Provided information:
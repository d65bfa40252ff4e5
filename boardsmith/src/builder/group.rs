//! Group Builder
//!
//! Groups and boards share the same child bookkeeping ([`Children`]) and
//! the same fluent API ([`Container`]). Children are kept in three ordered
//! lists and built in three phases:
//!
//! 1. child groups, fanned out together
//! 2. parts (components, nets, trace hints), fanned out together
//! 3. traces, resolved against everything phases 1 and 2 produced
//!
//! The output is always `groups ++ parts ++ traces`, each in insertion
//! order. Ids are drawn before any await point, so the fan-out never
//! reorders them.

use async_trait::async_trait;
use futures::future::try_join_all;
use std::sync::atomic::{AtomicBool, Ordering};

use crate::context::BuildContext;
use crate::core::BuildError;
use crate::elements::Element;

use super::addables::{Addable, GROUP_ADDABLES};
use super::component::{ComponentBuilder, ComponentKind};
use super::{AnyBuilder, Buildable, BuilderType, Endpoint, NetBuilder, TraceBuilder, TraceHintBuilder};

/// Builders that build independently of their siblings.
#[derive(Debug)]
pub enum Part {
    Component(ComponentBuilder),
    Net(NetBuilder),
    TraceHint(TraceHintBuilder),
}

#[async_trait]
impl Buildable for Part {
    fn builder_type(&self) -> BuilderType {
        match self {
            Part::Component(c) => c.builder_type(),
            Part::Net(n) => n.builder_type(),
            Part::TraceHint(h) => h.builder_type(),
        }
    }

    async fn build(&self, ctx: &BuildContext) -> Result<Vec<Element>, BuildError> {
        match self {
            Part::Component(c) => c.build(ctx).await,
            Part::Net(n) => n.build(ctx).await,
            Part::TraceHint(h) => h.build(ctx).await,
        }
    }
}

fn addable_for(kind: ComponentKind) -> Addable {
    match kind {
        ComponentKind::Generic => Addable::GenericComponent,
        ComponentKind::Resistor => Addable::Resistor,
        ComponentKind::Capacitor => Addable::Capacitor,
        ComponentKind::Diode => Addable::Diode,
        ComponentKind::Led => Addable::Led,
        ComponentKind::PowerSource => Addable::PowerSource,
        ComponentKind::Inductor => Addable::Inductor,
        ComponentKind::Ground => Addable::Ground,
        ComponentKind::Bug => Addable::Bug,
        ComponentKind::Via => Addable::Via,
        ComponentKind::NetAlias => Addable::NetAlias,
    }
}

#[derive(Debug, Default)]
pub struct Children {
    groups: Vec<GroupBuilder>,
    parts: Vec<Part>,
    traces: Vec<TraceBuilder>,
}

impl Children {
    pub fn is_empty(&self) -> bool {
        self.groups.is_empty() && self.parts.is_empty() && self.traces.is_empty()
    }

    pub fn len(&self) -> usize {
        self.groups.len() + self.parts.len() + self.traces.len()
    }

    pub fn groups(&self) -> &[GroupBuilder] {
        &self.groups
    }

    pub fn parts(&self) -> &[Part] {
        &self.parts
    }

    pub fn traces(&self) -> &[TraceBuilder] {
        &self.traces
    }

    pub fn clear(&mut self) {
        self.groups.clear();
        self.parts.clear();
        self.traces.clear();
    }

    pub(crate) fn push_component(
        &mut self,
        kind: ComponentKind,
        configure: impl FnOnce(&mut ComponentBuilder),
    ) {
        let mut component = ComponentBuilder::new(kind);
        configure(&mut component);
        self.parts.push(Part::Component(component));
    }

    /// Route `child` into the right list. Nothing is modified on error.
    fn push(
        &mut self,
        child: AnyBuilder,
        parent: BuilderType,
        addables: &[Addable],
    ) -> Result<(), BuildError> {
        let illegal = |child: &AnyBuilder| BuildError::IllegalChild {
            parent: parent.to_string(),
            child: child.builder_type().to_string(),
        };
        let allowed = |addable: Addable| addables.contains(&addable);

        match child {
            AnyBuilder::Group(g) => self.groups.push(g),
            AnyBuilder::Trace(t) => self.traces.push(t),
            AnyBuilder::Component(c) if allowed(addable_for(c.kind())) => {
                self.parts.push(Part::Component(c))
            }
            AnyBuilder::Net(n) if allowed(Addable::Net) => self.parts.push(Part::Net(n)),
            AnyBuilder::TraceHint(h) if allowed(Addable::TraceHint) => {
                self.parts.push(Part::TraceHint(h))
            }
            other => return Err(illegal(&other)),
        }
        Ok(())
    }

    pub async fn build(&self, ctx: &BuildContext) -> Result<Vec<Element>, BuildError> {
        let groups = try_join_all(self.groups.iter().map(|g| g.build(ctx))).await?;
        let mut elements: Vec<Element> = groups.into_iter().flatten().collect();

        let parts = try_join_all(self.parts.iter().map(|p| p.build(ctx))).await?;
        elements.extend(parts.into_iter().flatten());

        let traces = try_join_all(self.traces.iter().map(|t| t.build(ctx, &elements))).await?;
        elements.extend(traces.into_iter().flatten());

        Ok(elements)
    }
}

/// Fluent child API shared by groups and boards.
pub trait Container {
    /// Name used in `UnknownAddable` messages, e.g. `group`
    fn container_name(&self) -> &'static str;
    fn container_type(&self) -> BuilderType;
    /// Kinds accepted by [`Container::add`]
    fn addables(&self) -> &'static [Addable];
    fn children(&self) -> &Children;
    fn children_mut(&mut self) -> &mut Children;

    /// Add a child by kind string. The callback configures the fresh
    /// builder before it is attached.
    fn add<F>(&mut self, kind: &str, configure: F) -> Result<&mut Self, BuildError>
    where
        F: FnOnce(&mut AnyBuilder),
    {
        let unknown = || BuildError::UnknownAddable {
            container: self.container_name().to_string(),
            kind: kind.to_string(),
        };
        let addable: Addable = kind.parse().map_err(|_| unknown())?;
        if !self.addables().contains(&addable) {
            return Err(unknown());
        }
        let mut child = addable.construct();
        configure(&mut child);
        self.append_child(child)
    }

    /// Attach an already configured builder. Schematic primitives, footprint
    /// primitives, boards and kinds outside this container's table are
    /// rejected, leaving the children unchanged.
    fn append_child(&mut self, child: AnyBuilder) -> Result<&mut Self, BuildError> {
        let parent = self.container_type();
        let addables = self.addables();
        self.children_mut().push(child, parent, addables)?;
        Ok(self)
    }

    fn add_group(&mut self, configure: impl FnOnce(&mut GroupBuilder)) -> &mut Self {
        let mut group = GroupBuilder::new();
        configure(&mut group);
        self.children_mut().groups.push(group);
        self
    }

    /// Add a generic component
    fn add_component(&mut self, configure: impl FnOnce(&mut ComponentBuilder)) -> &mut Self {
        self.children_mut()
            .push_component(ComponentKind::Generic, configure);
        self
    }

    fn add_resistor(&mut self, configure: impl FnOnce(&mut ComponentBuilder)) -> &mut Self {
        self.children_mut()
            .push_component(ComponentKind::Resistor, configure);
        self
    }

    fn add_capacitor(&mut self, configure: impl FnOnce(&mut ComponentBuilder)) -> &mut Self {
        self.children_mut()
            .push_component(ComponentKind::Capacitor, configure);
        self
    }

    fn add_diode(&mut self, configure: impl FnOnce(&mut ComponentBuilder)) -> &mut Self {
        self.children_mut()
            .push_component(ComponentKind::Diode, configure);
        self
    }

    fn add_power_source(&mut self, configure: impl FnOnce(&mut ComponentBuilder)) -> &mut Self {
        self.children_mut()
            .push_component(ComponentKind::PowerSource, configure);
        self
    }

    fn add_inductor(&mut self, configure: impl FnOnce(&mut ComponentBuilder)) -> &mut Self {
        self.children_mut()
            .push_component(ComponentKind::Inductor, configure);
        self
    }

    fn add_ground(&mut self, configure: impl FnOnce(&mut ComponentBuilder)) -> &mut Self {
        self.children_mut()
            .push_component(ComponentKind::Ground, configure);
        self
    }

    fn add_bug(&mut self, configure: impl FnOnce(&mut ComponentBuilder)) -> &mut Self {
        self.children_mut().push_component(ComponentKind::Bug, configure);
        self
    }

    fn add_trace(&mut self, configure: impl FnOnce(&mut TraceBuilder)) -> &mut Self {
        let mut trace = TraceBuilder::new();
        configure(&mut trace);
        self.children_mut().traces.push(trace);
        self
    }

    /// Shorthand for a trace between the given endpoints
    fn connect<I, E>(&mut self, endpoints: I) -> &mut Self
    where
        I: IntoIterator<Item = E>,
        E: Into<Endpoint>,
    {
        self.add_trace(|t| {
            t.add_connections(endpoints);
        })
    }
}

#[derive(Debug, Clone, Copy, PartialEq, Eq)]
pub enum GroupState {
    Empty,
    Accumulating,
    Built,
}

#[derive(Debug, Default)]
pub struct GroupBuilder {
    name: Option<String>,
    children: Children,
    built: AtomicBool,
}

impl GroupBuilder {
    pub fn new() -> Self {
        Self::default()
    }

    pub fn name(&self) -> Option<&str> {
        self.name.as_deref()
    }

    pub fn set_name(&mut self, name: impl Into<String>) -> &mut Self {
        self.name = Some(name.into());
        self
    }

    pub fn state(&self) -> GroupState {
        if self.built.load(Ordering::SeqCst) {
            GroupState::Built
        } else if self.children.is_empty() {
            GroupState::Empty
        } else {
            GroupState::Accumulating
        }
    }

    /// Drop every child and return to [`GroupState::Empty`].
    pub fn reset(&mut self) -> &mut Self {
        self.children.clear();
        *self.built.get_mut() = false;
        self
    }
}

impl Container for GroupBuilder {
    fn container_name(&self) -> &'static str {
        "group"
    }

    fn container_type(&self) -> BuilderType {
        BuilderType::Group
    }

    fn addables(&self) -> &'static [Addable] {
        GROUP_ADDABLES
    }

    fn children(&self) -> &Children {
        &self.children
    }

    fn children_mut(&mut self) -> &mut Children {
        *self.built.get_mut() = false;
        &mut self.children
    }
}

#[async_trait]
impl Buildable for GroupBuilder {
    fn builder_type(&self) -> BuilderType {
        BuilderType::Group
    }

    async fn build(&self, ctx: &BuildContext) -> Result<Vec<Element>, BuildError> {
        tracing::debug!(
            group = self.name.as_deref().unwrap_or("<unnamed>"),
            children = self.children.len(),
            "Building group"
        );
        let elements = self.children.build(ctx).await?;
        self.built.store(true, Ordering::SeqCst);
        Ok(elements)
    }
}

--

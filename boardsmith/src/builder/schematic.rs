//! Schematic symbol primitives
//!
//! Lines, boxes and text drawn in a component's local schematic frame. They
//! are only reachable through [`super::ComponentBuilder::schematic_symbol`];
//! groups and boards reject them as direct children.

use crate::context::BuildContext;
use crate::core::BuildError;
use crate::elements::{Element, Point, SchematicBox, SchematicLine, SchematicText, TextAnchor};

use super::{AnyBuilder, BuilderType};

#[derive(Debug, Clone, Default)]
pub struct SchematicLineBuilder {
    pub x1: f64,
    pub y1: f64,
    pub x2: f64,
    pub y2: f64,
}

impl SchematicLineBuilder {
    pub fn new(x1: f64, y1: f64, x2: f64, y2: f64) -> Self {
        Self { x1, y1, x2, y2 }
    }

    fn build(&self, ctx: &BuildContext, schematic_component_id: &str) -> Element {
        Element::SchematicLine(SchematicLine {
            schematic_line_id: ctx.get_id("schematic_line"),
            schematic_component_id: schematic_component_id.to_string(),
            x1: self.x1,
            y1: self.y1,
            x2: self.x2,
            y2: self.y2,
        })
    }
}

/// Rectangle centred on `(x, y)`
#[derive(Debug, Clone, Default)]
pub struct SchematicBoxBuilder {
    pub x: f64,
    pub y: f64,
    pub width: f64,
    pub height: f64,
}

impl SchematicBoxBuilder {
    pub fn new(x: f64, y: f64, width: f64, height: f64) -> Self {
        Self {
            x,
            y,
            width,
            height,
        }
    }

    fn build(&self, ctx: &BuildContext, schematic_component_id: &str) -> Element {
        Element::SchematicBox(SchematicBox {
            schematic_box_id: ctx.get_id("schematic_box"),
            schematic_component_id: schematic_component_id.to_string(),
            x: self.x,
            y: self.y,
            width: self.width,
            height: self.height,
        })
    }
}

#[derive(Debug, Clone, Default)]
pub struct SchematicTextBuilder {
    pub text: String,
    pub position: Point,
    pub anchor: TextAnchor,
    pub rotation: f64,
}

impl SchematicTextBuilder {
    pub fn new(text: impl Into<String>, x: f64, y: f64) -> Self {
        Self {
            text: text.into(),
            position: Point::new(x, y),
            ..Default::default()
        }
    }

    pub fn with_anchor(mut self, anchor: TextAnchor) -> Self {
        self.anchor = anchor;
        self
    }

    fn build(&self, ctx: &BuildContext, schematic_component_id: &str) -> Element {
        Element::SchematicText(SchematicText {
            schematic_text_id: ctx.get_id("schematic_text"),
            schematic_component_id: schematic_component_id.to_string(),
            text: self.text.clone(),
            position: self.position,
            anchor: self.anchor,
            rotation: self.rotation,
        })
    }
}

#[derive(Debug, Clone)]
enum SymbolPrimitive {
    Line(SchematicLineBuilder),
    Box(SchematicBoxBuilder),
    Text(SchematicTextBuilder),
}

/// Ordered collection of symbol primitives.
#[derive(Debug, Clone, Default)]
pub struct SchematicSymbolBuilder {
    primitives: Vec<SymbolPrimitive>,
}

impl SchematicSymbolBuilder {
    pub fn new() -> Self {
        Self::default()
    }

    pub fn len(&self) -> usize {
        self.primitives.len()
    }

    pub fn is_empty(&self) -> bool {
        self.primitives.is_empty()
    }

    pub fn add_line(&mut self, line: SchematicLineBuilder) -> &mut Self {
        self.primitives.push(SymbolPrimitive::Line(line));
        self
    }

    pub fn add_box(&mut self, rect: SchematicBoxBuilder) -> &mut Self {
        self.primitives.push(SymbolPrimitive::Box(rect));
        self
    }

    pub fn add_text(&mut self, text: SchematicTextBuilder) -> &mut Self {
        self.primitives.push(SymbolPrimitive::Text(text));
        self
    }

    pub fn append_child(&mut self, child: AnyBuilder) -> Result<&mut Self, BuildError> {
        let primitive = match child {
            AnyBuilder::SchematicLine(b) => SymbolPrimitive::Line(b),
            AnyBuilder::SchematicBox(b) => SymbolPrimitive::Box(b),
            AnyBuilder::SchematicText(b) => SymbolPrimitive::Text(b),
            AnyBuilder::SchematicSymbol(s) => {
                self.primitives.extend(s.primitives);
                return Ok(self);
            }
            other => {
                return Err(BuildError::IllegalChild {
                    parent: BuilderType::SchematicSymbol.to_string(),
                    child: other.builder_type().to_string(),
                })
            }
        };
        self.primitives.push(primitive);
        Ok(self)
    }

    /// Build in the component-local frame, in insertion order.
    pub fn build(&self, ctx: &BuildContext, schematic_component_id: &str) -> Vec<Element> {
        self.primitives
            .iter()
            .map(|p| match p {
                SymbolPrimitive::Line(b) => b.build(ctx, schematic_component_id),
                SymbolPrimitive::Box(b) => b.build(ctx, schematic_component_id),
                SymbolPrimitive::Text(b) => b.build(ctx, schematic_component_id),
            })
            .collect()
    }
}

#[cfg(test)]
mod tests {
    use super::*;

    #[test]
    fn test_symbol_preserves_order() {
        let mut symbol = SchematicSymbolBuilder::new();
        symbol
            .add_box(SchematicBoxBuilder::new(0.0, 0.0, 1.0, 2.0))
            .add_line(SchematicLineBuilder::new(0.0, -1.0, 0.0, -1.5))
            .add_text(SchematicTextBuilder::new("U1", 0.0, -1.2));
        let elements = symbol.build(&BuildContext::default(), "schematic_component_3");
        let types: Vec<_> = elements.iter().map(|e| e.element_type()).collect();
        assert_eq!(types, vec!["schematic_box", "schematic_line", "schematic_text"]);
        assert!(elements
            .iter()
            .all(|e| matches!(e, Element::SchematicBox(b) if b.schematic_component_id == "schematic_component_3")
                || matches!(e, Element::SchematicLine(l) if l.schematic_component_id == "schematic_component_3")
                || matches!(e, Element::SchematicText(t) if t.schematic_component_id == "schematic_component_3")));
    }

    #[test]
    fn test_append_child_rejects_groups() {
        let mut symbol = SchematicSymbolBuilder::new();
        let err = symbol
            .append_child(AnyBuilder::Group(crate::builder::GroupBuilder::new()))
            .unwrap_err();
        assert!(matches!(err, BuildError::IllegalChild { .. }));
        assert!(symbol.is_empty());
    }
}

What the exercise asks: Copy the stretch of the records above that runs from the line with "let addables = self.addables();" through the line with "the given endpoints". Both end lines belong in the copy, and nothing else does.

Expected output:
        let addables = self.addables();
        self.children_mut().push(child, parent, addables)?;
        Ok(self)
    }

    fn add_group(&mut self, configure: impl FnOnce(&mut GroupBuilder)) -> &mut Self {
        let mut group = GroupBuilder::new();
        configure(&mut group);
        self.children_mut().groups.push(group);
        self
    }

    /// Add a generic component
    fn add_component(&mut self, configure: impl FnOnce(&mut ComponentBuilder)) -> &mut Self {
        self.children_mut()
            .push_component(ComponentKind::Generic, configure);
        self
    }

    fn add_resistor(&mut self, configure: impl FnOnce(&mut ComponentBuilder)) -> &mut Self {
        self.children_mut()
            .push_component(ComponentKind::Resistor, configure);
        self
    }

    fn add_capacitor(&mut self, configure: impl FnOnce(&mut ComponentBuilder)) -> &mut Self {
        self.children_mut()
            .push_component(ComponentKind::Capacitor, configure);
        self
    }

    fn add_diode(&mut self, configure: impl FnOnce(&mut ComponentBuilder)) -> &mut Self {
        self.children_mut()
            .push_component(ComponentKind::Diode, configure);
        self
    }

    fn add_power_source(&mut self, configure: impl FnOnce(&mut ComponentBuilder)) -> &mut Self {
        self.children_mut()
            .push_component(ComponentKind::PowerSource, configure);
        self
    }

    fn add_inductor(&mut self, configure: impl FnOnce(&mut ComponentBuilder)) -> &mut Self {
        self.children_mut()
            .push_component(ComponentKind::Inductor, configure);
        self
    }

    fn add_ground(&mut self, configure: impl FnOnce(&mut ComponentBuilder)) -> &mut Self {
        self.children_mut()
            .push_component(ComponentKind::Ground, configure);
        self
    }

    fn add_bug(&mut self, configure: impl FnOnce(&mut ComponentBuilder)) -> &mut Self {
        self.children_mut().push_component(ComponentKind::Bug, configure);
        self
    }

    fn add_trace(&mut self, configure: impl FnOnce(&mut TraceBuilder)) -> &mut Self {
        let mut trace = TraceBuilder::new();
        configure(&mut trace);
        self.children_mut().traces.push(trace);
        self
    }

    /// Shorthand for a trace between the given endpoints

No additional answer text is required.